Chronology of events in the case of US church women

Dec. 2, 1980: Maura Clarke, Jean Donovan, Ita Ford, and Dorothy Kazel are kidnapped and murdered by five members of the Salvadorean National Guards in civilian dress. Two of the women were also sexually assaulted.

Dec. 3, 1980: The bodies of the four women are found on a desolate roadside in the vicinity of Santiago Nonualco by a local landowner. The bodies are buried in a shallow grave by members of the state security forces, who do not report the murders.

Dec. 4, 1980: US Ambassador Robert White is informed by church officials that the women have been killed and buried. White goes immediately to the gravesite.

Dec. 6-9, 1980: A group appointed by US President Jimmy Carter arrives in El Salvador to investigate the murders and establishes a Salvadorean Special Investigation Commission to look into the killings.

Dec. 5, 1980: The Carter administration suspends military aid to El Salvador in response to the murder of the nuns.

Dec. 8, 1980: Col. Carlos Eugenio Vides Casanova, head of El Salvador's national guard and later defense minister, informs the US Embassy that after an investigation, he has determined that ''the murders of the nuns could not have been the work of the government.''

Dec. 9, 1980: The FBI arrives in El Salvador to investigate the case.

Dec. 12, 1980: The report by the Presidential Mission concludes that authorities knew ''that four women were brutally murdered and had cause to believe that they were Americans - yet provided no information to the (US) Embassy. There is a high probability that an attempt was made to conceal the deaths.''

Jan. 14, 1981: US military aid, which had been suspended, is resumed because of ''progress in areas of concern to us, especially the investigation of the four American church women.''

Jan. 21, 1981: An internal State Department cable concludes, ''All the evidence we have . . . is that the Salvadorean government has made no serious effort to investigate the killings of the murdered women.''

April 1981: The US Embassy provides Salvadorean authorities with information implicating six members of the National Guard.

May 9, 1981: Six National Guardsmen are placed under arrest for the murders.

December, 1981: Two of the original suspects are released and two new suspects arrested. One of these suspects is later released.

January 1982: One of the newly arrested guardsmen says that he directly participated in the murders and ties four other National Guardsmen to the crime. His account is corroborated later by another guardsman.

Jan. 26, 1982: Two days before the first US presidential certification of aid to El Salvador, Defense Minister Jose Guillermo Garcia announces that the guardsmen will go to trial ''within a very few days.''

Jan. 27, 1982: In another certification report, the US State Department says that they expect ''the date of the trial to be set this fall.''

June 5, 1982: Former Salvadorean President Jose Napoleon Duarte says it may be a year before the trial is held.

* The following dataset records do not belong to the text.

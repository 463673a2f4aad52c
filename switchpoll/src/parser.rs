//! Port-profile output parser.
//!
//! Turns the text one NX-OS device returned into [`InterfaceRecord`]s. Three
//! layouts are understood, and may be mixed in one output:
//!
//! ```text
//! interface Ethernet1/1                 # running-config style block
//!   description web-01
//!   inherit port-profile SERVERS
//!   switchport access vlan 100
//!
//! Ethernet1/2 is up                     # show interface style block
//!   Port-Profile: SERVERS
//!   Description: web-02
//!
//! port-profile UPLINKS                  # show port-profile usage section
//!  Ethernet1/49
//!  port-channel10
//!
//! Interface   Port-Profile  VLAN  Description    # tabular output
//! ---------   ------------  ----  -----------
//! Eth1/3      SERVERS       100   web-03 rack 4
//! ```
//!
//! Parsing is lenient per entry and strict on the whole: an entry whose
//! interface name is malformed is skipped and reported in
//! [`ParseOutcome::skipped`], while output in which no well-formed block
//! header, usage section or table header is found at all fails with
//! [`ParseError`].

use std::fmt;
use std::sync::LazyLock;

use regex::Regex;

use crate::error::ParseError;
use crate::model::InterfaceRecord;

static INTERFACE_NAME: LazyLock<Regex> = LazyLock::new(|| {
    Regex::new(r"^[A-Za-z][A-Za-z\-]*\d+(?:[/.:]\d+)*$").expect("static interface regex")
});

static CONFIG_HEADER: LazyLock<Regex> =
    LazyLock::new(|| Regex::new(r"(?i)^interface\s+(\S+)\s*$").expect("static header regex"));

static STATUS_HEADER: LazyLock<Regex> = LazyLock::new(|| {
    Regex::new(r"(?i)^(\S+)\s+is\s+(?:up|down|administratively|disabled|err-disabled|sfp|link)")
        .expect("static status regex")
});

static USAGE_HEADER: LazyLock<Regex> = LazyLock::new(|| {
    Regex::new(r"(?i)^port-profile\s+(?:type\s+\S+\s+)?(?:name\s+)?(\S+)\s*$")
        .expect("static usage regex")
});

static INHERIT_PROFILE: LazyLock<Regex> = LazyLock::new(|| {
    Regex::new(r"(?i)^(?:inherit\s+)?port-profile\s+(?:name\s+)?(\S+)\s*$")
        .expect("static inherit regex")
});

static DESCRIPTION: LazyLock<Regex> =
    LazyLock::new(|| Regex::new(r"(?i)^description\s+(.+)$").expect("static description regex"));

static ACCESS_VLAN: LazyLock<Regex> = LazyLock::new(|| {
    Regex::new(r"(?i)^switchport\s+access\s+vlan\s+(\S+)\s*$").expect("static vlan regex")
});

/// Records recovered from one device's output, plus what was dropped.
#[derive(Debug, Clone, Default, PartialEq, Eq)]
pub struct ParseOutcome {
    /// Interface records in output order.
    pub records: Vec<InterfaceRecord>,

    /// Entries that were recognized as entries but could not be used.
    pub skipped: Vec<SkippedEntry>,
}

/// An entry the parser dropped.
#[derive(Debug, Clone, PartialEq, Eq)]
pub struct SkippedEntry {
    /// 1-based line number in the raw output.
    pub line: usize,

    /// The offending line, trimmed.
    pub text: String,

    pub reason: SkipReason,
}

#[derive(Debug, Clone, Copy, PartialEq, Eq)]
pub enum SkipReason {
    /// The interface name does not look like an interface.
    InvalidInterfaceName,

    /// A line inside a usage section that is not a single interface name.
    UnexpectedMemberLine,
}

impl fmt::Display for SkipReason {
    fn fmt(&self, f: &mut fmt::Formatter<'_>) -> fmt::Result {
        match self {
            SkipReason::InvalidInterfaceName => f.write_str("invalid interface name"),
            SkipReason::UnexpectedMemberLine => f.write_str("unexpected line in usage section"),
        }
    }
}

/// Which field a key or table column feeds.
#[derive(Debug, Clone, Copy, PartialEq, Eq)]
enum Field {
    Interface,
    Profile,
    Vlan,
    Description,
    Ignored,
}

/// Map a key or column title to a field, ignoring case, spaces, `-` and `_`.
fn field_for_key(key: &str) -> Field {
    let normalized: String = key
        .chars()
        .filter(|c| !matches!(c, ' ' | '-' | '_'))
        .flat_map(char::to_lowercase)
        .collect();

    match normalized.as_str() {
        "interface" | "intf" => Field::Interface,
        "portprofile" | "profile" => Field::Profile,
        "vlan" | "accessvlan" | "vlanid" => Field::Vlan,
        "description" | "desc" => Field::Description,
        _ => Field::Ignored,
    }
}

/// Cell or value placeholders that mean "not set".
fn present(value: &str) -> Option<String> {
    let value = value.trim();
    if value.is_empty()
        || value == "-"
        || value == "--"
        || value.eq_ignore_ascii_case("n/a")
    {
        None
    } else {
        Some(value.to_string())
    }
}

fn is_interface_name(name: &str) -> bool {
    INTERFACE_NAME.is_match(name)
}

fn is_separator(line: &str) -> bool {
    !line.is_empty() && line.chars().all(|c| matches!(c, '-' | '=' | ' ' | '+'))
}

/// Parser state between lines. Every boundary replaces it wholesale.
enum Section {
    /// Nothing recognized yet, or a skipped block whose lines are ignored.
    Outside,

    /// Inside an interface block, collecting fields.
    Block(InterfaceRecord),

    /// Inside a `port-profile <name>` usage section.
    Usage(String),

    /// After a table header; holds the column layout.
    Table(Vec<Field>),
}

struct Parser {
    section: Section,
    recognized: bool,
    outcome: ParseOutcome,
}

impl Parser {
    fn new() -> Self {
        Self {
            section: Section::Outside,
            recognized: false,
            outcome: ParseOutcome::default(),
        }
    }

    /// Close the current section, emitting a pending interface block.
    fn flush(&mut self) {
        if let Section::Block(record) = std::mem::replace(&mut self.section, Section::Outside) {
            self.outcome.records.push(record);
        }
    }

    fn skip(&mut self, line: usize, text: &str, reason: SkipReason) {
        self.outcome.skipped.push(SkippedEntry {
            line,
            text: text.to_string(),
            reason,
        });
    }

    /// Start a new interface block, or skip it if the name is malformed.
    ///
    /// Only a well-formed name counts as recognized structure.
    fn open_block(&mut self, line: usize, text: &str, name: &str) {
        self.flush();
        if is_interface_name(name) {
            self.recognized = true;
            self.section = Section::Block(InterfaceRecord::new(name));
        } else {
            self.skip(line, text, SkipReason::InvalidInterfaceName);
        }
    }

    fn feed(&mut self, number: usize, raw: &str) {
        let indented = raw.starts_with([' ', '\t']);
        let line = raw.trim();
        if line.is_empty() || is_separator(line) {
            return;
        }

        if let Some(columns) = table_header(line) {
            self.flush();
            self.recognized = true;
            self.section = Section::Table(columns);
            return;
        }

        if !indented {
            if let Some(caps) = USAGE_HEADER.captures(line) {
                self.flush();
                self.recognized = true;
                self.section = Section::Usage(caps[1].to_string());
                return;
            }
            if let Some(caps) = CONFIG_HEADER.captures(line) {
                self.open_block(number, line, &caps[1]);
                return;
            }
            if let Some(caps) = STATUS_HEADER.captures(line) {
                self.open_block(number, line, &caps[1]);
                return;
            }
        }

        match &mut self.section {
            Section::Outside => {}
            Section::Block(record) => apply_block_line(record, line),
            Section::Usage(profile) => {
                let profile = profile.clone();
                self.usage_member(number, line, profile);
            }
            Section::Table(columns) => {
                let columns = columns.clone();
                self.table_row(number, line, &columns);
            }
        }
    }

    fn usage_member(&mut self, number: usize, line: &str, profile: String) {
        if line.split_whitespace().count() != 1 {
            self.skip(number, line, SkipReason::UnexpectedMemberLine);
        } else if is_interface_name(line) {
            self.outcome
                .records
                .push(InterfaceRecord::new(line).with_port_profile(profile));
        } else {
            self.skip(number, line, SkipReason::InvalidInterfaceName);
        }
    }

    fn table_row(&mut self, number: usize, line: &str, columns: &[Field]) {
        let cells = split_cells(line, columns.len());

        let mut record = InterfaceRecord::default();
        for (field, cell) in columns.iter().zip(cells.iter()) {
            match field {
                Field::Interface => record.interface = cell.trim().to_string(),
                Field::Profile => record.port_profile = present(cell),
                Field::Vlan => record.vlan = present(cell),
                Field::Description => record.description = present(cell),
                Field::Ignored => {}
            }
        }

        if is_interface_name(&record.interface) {
            self.outcome.records.push(record);
        } else {
            self.skip(number, line, SkipReason::InvalidInterfaceName);
        }
    }

    fn finish(mut self, text: &str) -> Result<ParseOutcome, ParseError> {
        self.flush();
        if self.recognized {
            Ok(self.outcome)
        } else {
            Err(ParseError::Unrecognized {
                preview: preview(text),
            })
        }
    }
}

/// Split a row into at most `count` cells on runs of whitespace, the final
/// cell keeping the remainder of the line.
fn split_cells(line: &str, count: usize) -> Vec<&str> {
    let mut cells = Vec::with_capacity(count);
    let mut rest = line.trim_start();
    while cells.len() + 1 < count {
        match rest.find(char::is_whitespace) {
            Some(end) => {
                cells.push(&rest[..end]);
                rest = rest[end..].trim_start();
            }
            None => break,
        }
    }
    if !rest.is_empty() {
        cells.push(rest);
    }
    cells
}

/// Recognize a table header: an interface column plus at least one known data
/// column.
fn table_header(line: &str) -> Option<Vec<Field>> {
    let columns: Vec<Field> = line.split_whitespace().map(field_for_key).collect();
    if columns.len() < 2 || columns.first() != Some(&Field::Interface) {
        return None;
    }
    let data_columns = columns
        .iter()
        .filter(|f| matches!(f, Field::Profile | Field::Vlan | Field::Description))
        .count();
    (data_columns > 0).then_some(columns)
}

/// Fill a block field from one of its lines. Unknown lines are ignored; the
/// first value seen for a field wins.
fn apply_block_line(record: &mut InterfaceRecord, line: &str) {
    let (field, value) = if let Some(caps) = INHERIT_PROFILE.captures(line) {
        (Field::Profile, caps[1].to_string())
    } else if let Some(caps) = DESCRIPTION.captures(line) {
        (Field::Description, caps[1].to_string())
    } else if let Some(caps) = ACCESS_VLAN.captures(line) {
        (Field::Vlan, caps[1].to_string())
    } else if let Some((key, value)) = split_key_value(line) {
        (field_for_key(key), value.to_string())
    } else {
        return;
    };

    let slot = match field {
        Field::Profile => &mut record.port_profile,
        Field::Vlan => &mut record.vlan,
        Field::Description => &mut record.description,
        Field::Interface | Field::Ignored => return,
    };
    if slot.is_none() {
        *slot = present(&value);
    }
}

/// Split `key: value` or `key = value` on whichever delimiter comes first.
fn split_key_value(line: &str) -> Option<(&str, &str)> {
    let at = line.find([':', '='])?;
    let (key, value) = (line[..at].trim(), &line[at + 1..]);
    if key.is_empty() {
        return None;
    }
    Some((key, value.trim()))
}

fn preview(text: &str) -> String {
    let first = text.lines().map(str::trim).find(|l| !l.is_empty()).unwrap_or("");
    first.chars().take(60).collect()
}

/// Parse one device's command output.
///
/// Deterministic and side-effect free: the same text always yields the same
/// records in the order their interfaces appear.
pub fn parse(text: &str) -> Result<ParseOutcome, ParseError> {
    if text.trim().is_empty() {
        return Err(ParseError::Empty);
    }

    let mut parser = Parser::new();
    for (index, line) in text.lines().enumerate() {
        parser.feed(index + 1, line);
    }
    parser.finish(text)
}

Nov. 15, 1982: Salvadorean Judge Bernardo Raudo Murcia orders the case to go to the trial stage. (But appeals then keep the case from going to trial.)

Dec. 10, 1982: The US Embassy in El Salvador reports the trial will take place ''in late January or early February 1983.''

January, 1983: El Salvador's attorney general, Dr. Mario Adalberto Rivera, says it will be two to three months before a trial is held.

July 20, 1983: In its fourth certification report, the US State Department says, ''We are hopeful that the case will go to trial within the next few weeks.''

July 22, 1983: Judge Raudo says the gathering of new evidence will require a six-month delay.

June 1983: Harold R. Tyler Jr., a practicing lawyer and former US federal judge, accepts an appointment by the State Department to determine if the US has done everything possible to advance a prosecution.

Oct. 29, 1983: Judge Raudo orders the case to trial for the second time.

Dec. 3, 1983: Judge Tyler's report is submitted to the State Department and immediately classified.

Feb. 16, 1984: The New York Times reports that Judge Tyler's report concludes that ''it is quite possible that Col. Carlos Eugenio Vides Casanova was aware of and for a time acquiesced in the cover-up'' of this crime.

Feb. 25, 1984: Defense appeals to block the case from going to the trail state are overturned. A Salvadorean appellate court orders Judge Runda to begin trial ''in about two months.''

March 3, 1984: A former Salvadorean military official believed to be Roberto Santivanaz charges that Col. Oscar Edgardo Casanova ordered the killing of the nuns. Colonel Casanova, a cousin of Defense Minister Vides Casanova, was the Army commander in La Paz Province at the time of the murders.